Naquela noite, o Bar da Esquina do Mel, estava lotado, já não havia mesa no lugar preferido por Banguela. O coitado foi obrigado a usar a que ficava bem na curva da esquina, com vista para as calçadas de duas ruas convergentes. Justamente a que ele não gostava. Logo os amigos foram chegando e dirigiam-se para a única mesa com lugares ainda disponíveis, mandaram até colocar mais cadeiras ao redor dessa mesa, muitos gostavam de ouvir as histórias contadas por João Banguela.

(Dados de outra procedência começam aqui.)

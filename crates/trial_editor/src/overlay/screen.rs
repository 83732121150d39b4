//! Place, position and transition mini-editor of the screen cell

use bevy::log::info;
use trial_core::{
    FrameData, FrameId, PlacePosition, PlaceTransition, PositionId, Reference, ResourceKind,
    ResourceResolver, TrialData,
};

use super::{HostEdit, MiniEditor, OverlayBindings};
use crate::messages::{OverlayAction, UiMessage};
use crate::surface::{FormKind, FormOptions, FormValue, FormWidget, NodeId, UiEvent, UiServices};

pub(crate) fn transition_key(transition: PlaceTransition) -> String {
    PlaceTransition::all()
        .iter()
        .position(|t| *t == transition)
        .unwrap_or(0)
        .to_string()
}

pub(crate) fn parse_transition(key: &str) -> PlaceTransition {
    key.parse::<usize>()
        .ok()
        .and_then(|i| PlaceTransition::all().get(i).copied())
        .unwrap_or_default()
}

/// Choices of a place selector: an empty entry then every stored place
pub(crate) fn place_choices(data: &TrialData) -> Vec<(String, String)> {
    let mut places = vec![(String::new(), String::new())];
    places.extend(
        data.places
            .iter()
            .skip(1)
            .map(|p| (p.id.to_string(), p.name.clone())),
    );
    places
}

/// Choices of a position selector over `positions`
pub(crate) fn position_choices(positions: Vec<PlacePosition>) -> Vec<(String, String)> {
    let mut choices = vec![(String::new(), String::new())];
    choices.extend(positions.into_iter().map(|p| (p.id.to_string(), p.name)));
    choices
}

pub struct PlaceOverlay {
    /// Selecting a new place sets `characters_erase_previous`
    erase_on_change: bool,
    bindings: OverlayBindings,
    place: Option<Box<dyn FormWidget>>,
    /// Holds the position selector so it can be rebuilt in place
    position_slot: Option<NodeId>,
    position: Option<Box<dyn FormWidget>>,
    transition: Option<Box<dyn FormWidget>>,
}

impl PlaceOverlay {
    pub fn new(erase_on_change: bool) -> Self {
        Self {
            erase_on_change,
            bindings: OverlayBindings::default(),
            place: None,
            position_slot: None,
            position: None,
            transition: None,
        }
    }

    fn selected_place(&self) -> Option<Reference> {
        self.place
            .as_ref()
            .map(|w| Reference::from_form(&w.value().as_text(), &w.title()))
    }

    fn build_position(&mut self, place: &Reference, current: Option<PositionId>, data: &TrialData, ui: &mut UiServices) {
        let Some(slot) = self.position_slot else {
            return;
        };
        ui.surface.clear_children(slot);
        let positions = data.place_positions(place);
        let current = current
            .filter(|p| positions.iter().any(|pp| pp.id == *p))
            .map(|p| FormValue::Text(p.to_string()))
            .unwrap_or_default();
        self.position = Some(ui.form_element(
            slot,
            FormKind::Select,
            current,
            FormOptions::new().with_choices(position_choices(positions)),
        ));
    }
}

impl MiniEditor for PlaceOverlay {
    fn build(&mut self, host: NodeId, frame: &FrameData, data: &TrialData, ui: &mut UiServices) {
        self.bindings.attach(host);

        let place = ui.form_element(
            host,
            FormKind::Resource(ResourceKind::Place),
            FormValue::Text(frame.place.form_value()),
            FormOptions::new().with_choices(place_choices(data)).free_form(),
        );
        self.bindings.bind(
            ui,
            place.node(),
            UiEvent::Change,
            UiMessage::Overlay(OverlayAction::PlaceChanged),
        );
        self.place = Some(place);

        self.position_slot = Some(ui.element(host, "span"));
        self.build_position(&frame.place, frame.place_position, data, ui);

        let transitions = PlaceTransition::all()
            .iter()
            .map(|t| (transition_key(*t), t.display_name().to_string()))
            .collect();
        self.transition = Some(ui.form_element(
            host,
            FormKind::Select,
            FormValue::Text(transition_key(frame.place_transition)),
            FormOptions::new().with_choices(transitions),
        ));

        let editor = ui.localized(host, "button", "screen_editor");
        ui.surface.set_class(editor, "wide", true);
        self.bindings.bind(
            ui,
            editor,
            UiEvent::Click,
            UiMessage::Overlay(OverlayAction::OpenScreenEditor),
        );
        ui.translate(editor);
    }

    fn handle(&mut self, action: &OverlayAction, data: &TrialData, ui: &mut UiServices) -> Option<HostEdit> {
        if *action == OverlayAction::PlaceChanged {
            let place = self.selected_place().unwrap_or_default();
            let current = self
                .position
                .as_ref()
                .and_then(|w| w.value().as_int())
                .and_then(|p| PositionId::try_from(p).ok());
            self.build_position(&place, current, data, ui);
        }
        None
    }

    fn close_minieditor(&mut self, frame_id: FrameId, data: &mut TrialData, ui: &mut UiServices) -> bool {
        let place = self.selected_place();
        let position = self.position.take().and_then(|w| w.value().as_int());
        let transition = self
            .transition
            .take()
            .map(|w| parse_transition(&w.value().as_text()));
        self.place = None;
        self.position_slot = None;
        self.bindings.release(ui);

        let Some(place) = place else {
            return true;
        };
        // The row may have been deleted while the mini-editor was open
        if data.frame(frame_id).is_none() {
            return true;
        }
        let place = {
            let mut resolver = ResourceResolver::new(data);
            let resolved = resolver.resolve_reference(ResourceKind::Place, &place);
            for (_, id) in resolver.created() {
                info!("Created place {} for frame {}", id, frame_id);
            }
            resolved
        };
        let valid_positions = data.place_positions(&place);

        let Some(frame) = data.frame_mut(frame_id) else {
            return true;
        };
        if self.erase_on_change && place.is_set() && place != frame.place {
            frame.characters_erase_previous = true;
        }
        frame.place = place;
        frame.place_position = position
            .and_then(|p| PositionId::try_from(p).ok())
            .filter(|p| valid_positions.iter().any(|vp| vp.id == *p));
        if let Some(transition) = transition {
            frame.place_transition = transition;
        }
        true
    }
}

Até aquela hora o homem não tinha colocado um gole de cachaça na boca, embora uma garrafa da boa e um copo já estivesse à sua frente. Cabisbaixo respondia aos acenos de quem ia chegando, com um simples balançar de cabeça. Parecia que estava com premonição de que aquela noite não seria nada boa para ele. Os amigos de bebedeira estavam achando estranho aquele comportamento. Tentavam animá-lo, mas ele quase não levantava a cabeça. Estava sóbrio, mas sua concentração não estava ali. Como uma borboleta, seu pensamento pousava em diferentes ocasiões de sua vida. Uma retrospectiva que não lhe agradava, viu sua infância, vislumbrou o seu casamento, - ela não era feia, uma boa dona de casa, eram felizes, aí questionou-se:

— O que estou fazendo da minha vida? O que faço aqui? - sem resposta.

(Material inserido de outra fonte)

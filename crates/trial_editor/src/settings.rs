//! Timeline settings
//!
//! Stored as TOML in the platform config directory:
//! - Windows: %APPDATA%/trial_editor/config/timeline.toml
//! - Linux: ~/.config/trial_editor/timeline.toml
//! - macOS: ~/Library/Application Support/trial_editor/timeline.toml

use bevy::prelude::Resource;
use serde::{Deserialize, Serialize};
use std::path::{Path, PathBuf};
use thiserror::Error;
use trial_core::{FrameData, DEFAULT_MAX_PRESETS, DEFAULT_TEXT_COLOUR};

/// File name inside the config directory
pub const SETTINGS_FILE: &str = "timeline.toml";

#[derive(Debug, Error)]
pub enum SettingsError {
    #[error("IO error: {0}")]
    Io(#[from] std::io::Error),
    #[error("Parse error: {0}")]
    Parse(#[from] toml::de::Error),
    #[error("Serialize error: {0}")]
    Serialize(#[from] toml::ser::Error),
}

/// Defaults applied to new blank frames
#[derive(Debug, Clone, PartialEq, Serialize, Deserialize)]
#[serde(default)]
pub struct FrameDefaults {
    pub default_text_colour: String,
    pub default_text_speed: f32,
    pub default_wait_time: u32,
}

impl Default for FrameDefaults {
    fn default() -> Self {
        Self {
            default_text_colour: DEFAULT_TEXT_COLOUR.to_string(),
            default_text_speed: 1.0,
            default_wait_time: 0,
        }
    }
}

/// Behaviour of the screen editors
#[derive(Debug, Clone, PartialEq, Serialize, Deserialize)]
#[serde(default)]
pub struct ScreenSettings {
    /// Selecting a new place clears the characters of the previous frame
    pub erase_previous_on_place_change: bool,
    /// Give characters added in the full editor the first free position
    pub auto_assign_positions: bool,
}

impl Default for ScreenSettings {
    fn default() -> Self {
        Self {
            erase_previous_on_place_change: true,
            auto_assign_positions: true,
        }
    }
}

#[derive(Debug, Clone, PartialEq, Serialize, Deserialize)]
#[serde(default)]
pub struct PresetSettings {
    pub max_presets: usize,
}

impl Default for PresetSettings {
    fn default() -> Self {
        Self {
            max_presets: DEFAULT_MAX_PRESETS,
        }
    }
}

/// Settings of the frame timeline
#[derive(Debug, Clone, PartialEq, Serialize, Deserialize, Default, Resource)]
#[serde(default)]
pub struct TimelineSettings {
    pub frames: FrameDefaults,
    pub screen: ScreenSettings,
    pub presets: PresetSettings,
}

impl TimelineSettings {
    /// Platform location of the settings file
    pub fn default_path() -> Option<PathBuf> {
        directories::ProjectDirs::from("", "", "trial_editor")
            .map(|dirs| dirs.config_dir().join(SETTINGS_FILE))
    }

    pub fn from_toml(text: &str) -> Result<Self, SettingsError> {
        Ok(toml::from_str(text)?)
    }

    pub fn to_toml(&self) -> Result<String, SettingsError> {
        Ok(toml::to_string_pretty(self)?)
    }

    pub fn load(path: &Path) -> Result<Self, SettingsError> {
        let text = std::fs::read_to_string(path)?;
        Self::from_toml(&text)
    }

    /// Load from `path`, falling back to defaults when the file is missing or broken
    pub fn load_or_default(path: &Path) -> Self {
        match Self::load(path) {
            Ok(settings) => settings,
            Err(e) => {
                bevy::log::warn!(
                    "Using default timeline settings, could not load {:?}: {}",
                    path,
                    e
                );
                Self::default()
            }
        }
    }

    pub fn save(&self, path: &Path) -> Result<(), SettingsError> {
        if let Some(parent) = path.parent() {
            std::fs::create_dir_all(parent)?;
        }
        std::fs::write(path, self.to_toml()?)?;
        Ok(())
    }

    /// A detached blank frame carrying the configured defaults
    pub fn blank_frame(&self) -> FrameData {
        FrameData {
            text_colour: self.frames.default_text_colour.clone(),
            text_speed: self.frames.default_text_speed,
            wait_time: self.frames.default_wait_time,
            ..Default::default()
        }
    }
}

#[cfg(test)]
mod tests {
    use super::*;

    #[test]
    fn test_partial_toml_keeps_defaults() {
        let settings = TimelineSettings::from_toml(
            r#"
            [frames]
            default_text_colour = "lime"

            [screen]
            auto_assign_positions = false
            "#,
        )
        .unwrap();
        assert_eq!(settings.frames.default_text_colour, "lime");
        assert_eq!(settings.frames.default_text_speed, 1.0);
        assert!(settings.screen.erase_previous_on_place_change);
        assert!(!settings.screen.auto_assign_positions);
        assert_eq!(settings.presets.max_presets, DEFAULT_MAX_PRESETS);
    }

    #[test]
    fn test_invalid_toml() {
        let result = TimelineSettings::from_toml("frames = 3");
        assert!(matches!(result, Err(SettingsError::Parse(_))));
    }

    #[test]
    fn test_save_and_load() {
        let dir = tempfile::tempdir().unwrap();
        let path = dir.path().join("nested").join(SETTINGS_FILE);
        let mut settings = TimelineSettings::default();
        settings.presets.max_presets = 4;
        settings.save(&path).unwrap();

        assert_eq!(TimelineSettings::load(&path).unwrap(), settings);
    }

    #[test]
    fn test_missing_file_falls_back_to_defaults() {
        let dir = tempfile::tempdir().unwrap();
        let settings = TimelineSettings::load_or_default(&dir.path().join("missing.toml"));
        assert_eq!(settings, TimelineSettings::default());
    }

    #[test]
    fn test_blank_frame_uses_defaults() {
        let mut settings = TimelineSettings::default();
        settings.frames.default_wait_time = 300;
        let frame = settings.blank_frame();
        assert_eq!(frame.id, None);
        assert_eq!(frame.wait_time, 300);
        assert_eq!(frame.text_colour, DEFAULT_TEXT_COLOUR);
    }
}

Levantou-se bem devagar, olhou para todos ali presentes e falou:

— Amigos, estou indo para casa, boa noite!

Espantados todos olharam incrédulo para aquela figura pequena e, de certo modo, agradável. Ninguém disse nada, só o acompanharam com os olhos até ele dobrar a esquina. Nesse momento passou um carro com uma mulher ao lado do motorista. O reconhecimento foi fácil, ele não estava bêbado. Continuou o seu caminhar vagaroso, com destino ignorado. Daquele dia em diante nunca mais se ouviu falar do João Banguela. Sua mulher o procurou, a polícia também, e nada. A cidade entristeceu-se, o Bar da Esquina do Mel fechou as portas, o mistério continua.